** Data records follows **
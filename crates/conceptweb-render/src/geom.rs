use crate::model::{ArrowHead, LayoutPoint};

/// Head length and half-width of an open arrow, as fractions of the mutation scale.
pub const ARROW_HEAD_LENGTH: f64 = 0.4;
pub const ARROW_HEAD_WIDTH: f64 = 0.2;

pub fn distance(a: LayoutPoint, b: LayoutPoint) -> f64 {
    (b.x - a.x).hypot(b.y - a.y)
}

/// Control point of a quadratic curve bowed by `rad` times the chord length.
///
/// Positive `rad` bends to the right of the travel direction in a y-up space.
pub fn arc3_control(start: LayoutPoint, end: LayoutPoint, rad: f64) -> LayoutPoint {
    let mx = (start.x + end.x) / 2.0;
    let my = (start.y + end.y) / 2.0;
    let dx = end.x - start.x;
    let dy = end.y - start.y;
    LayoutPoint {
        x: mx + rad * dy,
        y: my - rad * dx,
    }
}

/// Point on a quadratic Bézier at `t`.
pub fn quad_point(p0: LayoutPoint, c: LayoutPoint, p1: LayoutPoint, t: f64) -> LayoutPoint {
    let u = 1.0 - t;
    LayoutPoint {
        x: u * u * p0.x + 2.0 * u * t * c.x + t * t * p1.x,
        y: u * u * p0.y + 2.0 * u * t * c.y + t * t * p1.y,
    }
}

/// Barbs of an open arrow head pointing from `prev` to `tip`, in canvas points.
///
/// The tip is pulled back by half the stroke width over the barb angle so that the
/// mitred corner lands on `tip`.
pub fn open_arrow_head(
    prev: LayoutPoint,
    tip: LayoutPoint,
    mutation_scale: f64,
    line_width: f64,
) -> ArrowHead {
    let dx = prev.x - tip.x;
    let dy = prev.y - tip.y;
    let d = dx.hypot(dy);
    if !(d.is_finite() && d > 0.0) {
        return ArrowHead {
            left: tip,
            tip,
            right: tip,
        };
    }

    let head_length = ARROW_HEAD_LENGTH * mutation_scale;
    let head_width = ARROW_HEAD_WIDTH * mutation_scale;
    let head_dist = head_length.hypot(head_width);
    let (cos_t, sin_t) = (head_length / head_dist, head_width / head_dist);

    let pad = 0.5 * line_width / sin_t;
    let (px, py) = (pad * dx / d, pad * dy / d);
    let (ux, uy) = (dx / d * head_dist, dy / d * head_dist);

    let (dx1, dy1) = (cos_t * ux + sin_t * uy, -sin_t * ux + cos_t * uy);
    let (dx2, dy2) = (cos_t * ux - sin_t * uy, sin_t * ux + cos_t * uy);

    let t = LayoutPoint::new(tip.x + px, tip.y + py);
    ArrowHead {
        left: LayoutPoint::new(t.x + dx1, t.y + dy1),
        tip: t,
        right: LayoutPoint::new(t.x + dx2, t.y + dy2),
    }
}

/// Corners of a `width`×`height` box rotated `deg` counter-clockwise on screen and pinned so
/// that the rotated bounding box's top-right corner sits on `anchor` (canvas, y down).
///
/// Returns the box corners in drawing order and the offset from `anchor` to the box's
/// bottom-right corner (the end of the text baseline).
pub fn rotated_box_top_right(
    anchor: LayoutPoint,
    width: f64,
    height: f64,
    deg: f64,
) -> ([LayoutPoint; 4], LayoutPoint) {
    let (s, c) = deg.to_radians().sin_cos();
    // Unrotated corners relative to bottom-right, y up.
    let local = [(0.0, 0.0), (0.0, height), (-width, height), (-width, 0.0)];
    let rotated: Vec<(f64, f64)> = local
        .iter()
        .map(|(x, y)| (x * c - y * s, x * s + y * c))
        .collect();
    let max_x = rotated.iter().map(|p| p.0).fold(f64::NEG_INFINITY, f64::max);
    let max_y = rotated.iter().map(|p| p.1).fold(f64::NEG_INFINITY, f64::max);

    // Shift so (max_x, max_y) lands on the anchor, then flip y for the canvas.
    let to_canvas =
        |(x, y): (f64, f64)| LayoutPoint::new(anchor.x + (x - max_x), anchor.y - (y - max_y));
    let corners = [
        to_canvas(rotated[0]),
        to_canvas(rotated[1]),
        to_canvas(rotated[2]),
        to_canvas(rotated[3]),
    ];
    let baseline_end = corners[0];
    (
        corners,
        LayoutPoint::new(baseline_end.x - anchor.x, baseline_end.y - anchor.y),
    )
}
** End of Data records **
** Data records follows **
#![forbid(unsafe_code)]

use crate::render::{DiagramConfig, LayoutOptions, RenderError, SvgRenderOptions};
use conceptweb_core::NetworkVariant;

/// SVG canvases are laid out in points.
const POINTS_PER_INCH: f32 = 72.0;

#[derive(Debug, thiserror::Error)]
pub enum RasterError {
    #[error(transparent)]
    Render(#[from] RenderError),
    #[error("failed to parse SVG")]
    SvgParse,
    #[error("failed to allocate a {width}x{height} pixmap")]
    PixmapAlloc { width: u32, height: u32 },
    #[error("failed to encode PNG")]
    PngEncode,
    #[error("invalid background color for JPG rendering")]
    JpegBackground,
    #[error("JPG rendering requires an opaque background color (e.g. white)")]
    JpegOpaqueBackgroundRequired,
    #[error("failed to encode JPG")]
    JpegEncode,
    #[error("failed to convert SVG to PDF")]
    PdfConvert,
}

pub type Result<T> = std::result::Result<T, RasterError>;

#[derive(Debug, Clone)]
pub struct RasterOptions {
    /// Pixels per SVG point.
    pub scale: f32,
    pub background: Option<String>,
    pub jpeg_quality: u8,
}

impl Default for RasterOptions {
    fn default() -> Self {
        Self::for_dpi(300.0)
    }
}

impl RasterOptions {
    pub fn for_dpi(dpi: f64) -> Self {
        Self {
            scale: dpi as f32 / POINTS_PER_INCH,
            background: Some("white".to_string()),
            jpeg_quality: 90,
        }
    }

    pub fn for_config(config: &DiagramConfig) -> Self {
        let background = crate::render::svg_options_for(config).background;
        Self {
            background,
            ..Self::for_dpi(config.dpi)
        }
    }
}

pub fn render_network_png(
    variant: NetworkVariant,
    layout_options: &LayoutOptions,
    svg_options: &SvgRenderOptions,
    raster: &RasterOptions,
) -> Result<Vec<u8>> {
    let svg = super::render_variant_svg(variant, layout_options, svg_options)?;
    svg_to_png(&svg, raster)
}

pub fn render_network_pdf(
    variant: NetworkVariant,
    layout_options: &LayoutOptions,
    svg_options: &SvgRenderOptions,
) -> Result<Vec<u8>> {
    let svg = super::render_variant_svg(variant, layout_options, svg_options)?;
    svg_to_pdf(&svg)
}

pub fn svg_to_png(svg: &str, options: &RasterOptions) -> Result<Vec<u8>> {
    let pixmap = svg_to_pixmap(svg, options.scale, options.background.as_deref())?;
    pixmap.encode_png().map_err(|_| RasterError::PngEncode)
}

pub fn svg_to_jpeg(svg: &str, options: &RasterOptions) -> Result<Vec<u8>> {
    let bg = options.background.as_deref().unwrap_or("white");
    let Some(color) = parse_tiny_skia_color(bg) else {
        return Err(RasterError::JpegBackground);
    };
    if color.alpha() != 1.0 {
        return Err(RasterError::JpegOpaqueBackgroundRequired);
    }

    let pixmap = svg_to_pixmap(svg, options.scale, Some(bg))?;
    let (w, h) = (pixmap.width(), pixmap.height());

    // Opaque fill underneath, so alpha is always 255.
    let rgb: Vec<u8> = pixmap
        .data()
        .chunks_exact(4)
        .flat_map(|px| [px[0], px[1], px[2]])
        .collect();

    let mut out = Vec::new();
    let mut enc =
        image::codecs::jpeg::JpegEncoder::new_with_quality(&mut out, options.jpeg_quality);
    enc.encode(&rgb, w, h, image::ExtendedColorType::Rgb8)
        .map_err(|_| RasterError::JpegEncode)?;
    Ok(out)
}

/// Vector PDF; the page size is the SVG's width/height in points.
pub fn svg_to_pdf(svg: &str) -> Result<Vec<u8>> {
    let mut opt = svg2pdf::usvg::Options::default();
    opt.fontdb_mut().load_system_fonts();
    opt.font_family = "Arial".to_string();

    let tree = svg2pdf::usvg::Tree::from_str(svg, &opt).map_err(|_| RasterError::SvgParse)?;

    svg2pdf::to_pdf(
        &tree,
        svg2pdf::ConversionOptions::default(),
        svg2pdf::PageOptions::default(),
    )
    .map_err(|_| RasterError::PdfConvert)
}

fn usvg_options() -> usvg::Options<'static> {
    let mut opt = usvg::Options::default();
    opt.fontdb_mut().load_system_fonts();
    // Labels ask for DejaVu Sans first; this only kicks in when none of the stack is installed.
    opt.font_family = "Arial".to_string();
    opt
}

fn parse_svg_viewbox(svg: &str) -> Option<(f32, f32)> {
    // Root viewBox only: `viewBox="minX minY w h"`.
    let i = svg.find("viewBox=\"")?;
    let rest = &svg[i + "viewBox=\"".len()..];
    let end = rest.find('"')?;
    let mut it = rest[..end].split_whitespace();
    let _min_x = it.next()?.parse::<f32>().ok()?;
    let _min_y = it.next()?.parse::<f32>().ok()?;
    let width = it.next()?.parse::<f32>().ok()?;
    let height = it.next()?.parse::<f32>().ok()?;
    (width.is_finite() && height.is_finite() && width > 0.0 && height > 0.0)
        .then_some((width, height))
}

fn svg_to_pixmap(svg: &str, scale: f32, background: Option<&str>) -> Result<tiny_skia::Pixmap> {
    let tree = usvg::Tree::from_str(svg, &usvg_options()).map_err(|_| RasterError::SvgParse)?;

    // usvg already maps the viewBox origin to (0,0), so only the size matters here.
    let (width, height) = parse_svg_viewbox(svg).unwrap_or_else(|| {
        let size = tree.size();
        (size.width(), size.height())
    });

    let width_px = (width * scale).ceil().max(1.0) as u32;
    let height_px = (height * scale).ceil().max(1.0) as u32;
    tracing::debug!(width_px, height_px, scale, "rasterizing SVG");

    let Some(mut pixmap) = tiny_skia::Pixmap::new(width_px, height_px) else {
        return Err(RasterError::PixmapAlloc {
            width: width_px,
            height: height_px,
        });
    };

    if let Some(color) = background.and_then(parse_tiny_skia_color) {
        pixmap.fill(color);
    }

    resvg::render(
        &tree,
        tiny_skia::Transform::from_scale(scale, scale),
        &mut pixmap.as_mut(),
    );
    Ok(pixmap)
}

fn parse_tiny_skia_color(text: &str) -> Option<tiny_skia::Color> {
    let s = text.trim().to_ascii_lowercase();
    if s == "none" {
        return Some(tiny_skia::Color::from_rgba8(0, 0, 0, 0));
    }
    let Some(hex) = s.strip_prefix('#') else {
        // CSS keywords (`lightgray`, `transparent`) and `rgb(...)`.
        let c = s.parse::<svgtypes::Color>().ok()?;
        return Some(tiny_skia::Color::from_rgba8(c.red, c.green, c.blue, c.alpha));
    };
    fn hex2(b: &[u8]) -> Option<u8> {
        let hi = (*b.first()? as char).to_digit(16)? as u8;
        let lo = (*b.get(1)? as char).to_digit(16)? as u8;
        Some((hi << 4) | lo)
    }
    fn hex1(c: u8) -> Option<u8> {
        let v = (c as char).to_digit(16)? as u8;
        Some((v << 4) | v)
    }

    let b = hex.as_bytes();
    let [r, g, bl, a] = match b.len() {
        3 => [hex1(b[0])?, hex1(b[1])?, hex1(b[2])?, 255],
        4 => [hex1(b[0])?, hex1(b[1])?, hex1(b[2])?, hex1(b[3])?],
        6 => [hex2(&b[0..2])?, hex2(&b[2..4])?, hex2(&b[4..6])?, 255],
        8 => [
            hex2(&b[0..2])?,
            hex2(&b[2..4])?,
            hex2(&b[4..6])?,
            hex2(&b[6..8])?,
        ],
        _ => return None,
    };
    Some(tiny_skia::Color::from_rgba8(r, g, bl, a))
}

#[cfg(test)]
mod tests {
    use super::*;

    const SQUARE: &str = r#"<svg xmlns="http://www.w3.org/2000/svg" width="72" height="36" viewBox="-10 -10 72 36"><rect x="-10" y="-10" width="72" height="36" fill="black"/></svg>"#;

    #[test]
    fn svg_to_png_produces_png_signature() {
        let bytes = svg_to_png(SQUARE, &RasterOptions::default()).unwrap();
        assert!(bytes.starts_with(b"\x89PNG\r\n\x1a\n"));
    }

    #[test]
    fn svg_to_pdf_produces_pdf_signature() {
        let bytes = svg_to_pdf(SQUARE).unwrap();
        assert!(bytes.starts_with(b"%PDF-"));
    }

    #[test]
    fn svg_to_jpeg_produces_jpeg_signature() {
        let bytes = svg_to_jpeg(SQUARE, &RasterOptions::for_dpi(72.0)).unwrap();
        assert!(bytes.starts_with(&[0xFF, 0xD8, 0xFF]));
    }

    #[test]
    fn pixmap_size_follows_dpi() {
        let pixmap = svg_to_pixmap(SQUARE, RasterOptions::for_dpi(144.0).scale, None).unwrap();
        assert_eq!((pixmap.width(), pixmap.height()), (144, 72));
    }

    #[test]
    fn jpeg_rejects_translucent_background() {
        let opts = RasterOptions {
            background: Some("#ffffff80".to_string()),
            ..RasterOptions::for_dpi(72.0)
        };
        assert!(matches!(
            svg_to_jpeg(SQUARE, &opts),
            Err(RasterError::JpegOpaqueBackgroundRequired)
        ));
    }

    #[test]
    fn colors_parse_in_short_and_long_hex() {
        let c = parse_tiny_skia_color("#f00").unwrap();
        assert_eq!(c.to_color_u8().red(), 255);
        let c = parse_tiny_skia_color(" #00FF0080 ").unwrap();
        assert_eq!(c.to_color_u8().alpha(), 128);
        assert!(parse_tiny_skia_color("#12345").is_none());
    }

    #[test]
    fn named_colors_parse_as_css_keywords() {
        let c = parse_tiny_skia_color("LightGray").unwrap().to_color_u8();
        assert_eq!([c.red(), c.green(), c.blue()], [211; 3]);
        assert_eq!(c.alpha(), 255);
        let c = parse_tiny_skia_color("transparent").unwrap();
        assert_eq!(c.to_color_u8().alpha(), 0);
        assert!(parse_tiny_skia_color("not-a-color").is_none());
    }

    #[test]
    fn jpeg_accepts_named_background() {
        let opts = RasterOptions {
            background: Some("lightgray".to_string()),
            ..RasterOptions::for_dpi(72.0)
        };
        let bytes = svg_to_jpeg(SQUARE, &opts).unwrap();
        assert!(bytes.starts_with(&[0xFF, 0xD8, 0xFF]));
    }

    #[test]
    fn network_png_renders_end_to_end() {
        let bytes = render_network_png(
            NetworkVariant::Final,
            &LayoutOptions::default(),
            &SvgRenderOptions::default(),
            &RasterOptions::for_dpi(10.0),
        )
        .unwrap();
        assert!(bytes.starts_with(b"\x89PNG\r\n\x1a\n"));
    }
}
** End of Data records **
Task description: The reply should be nothing but the number of lines in the entries that include "char".

Your solution: 3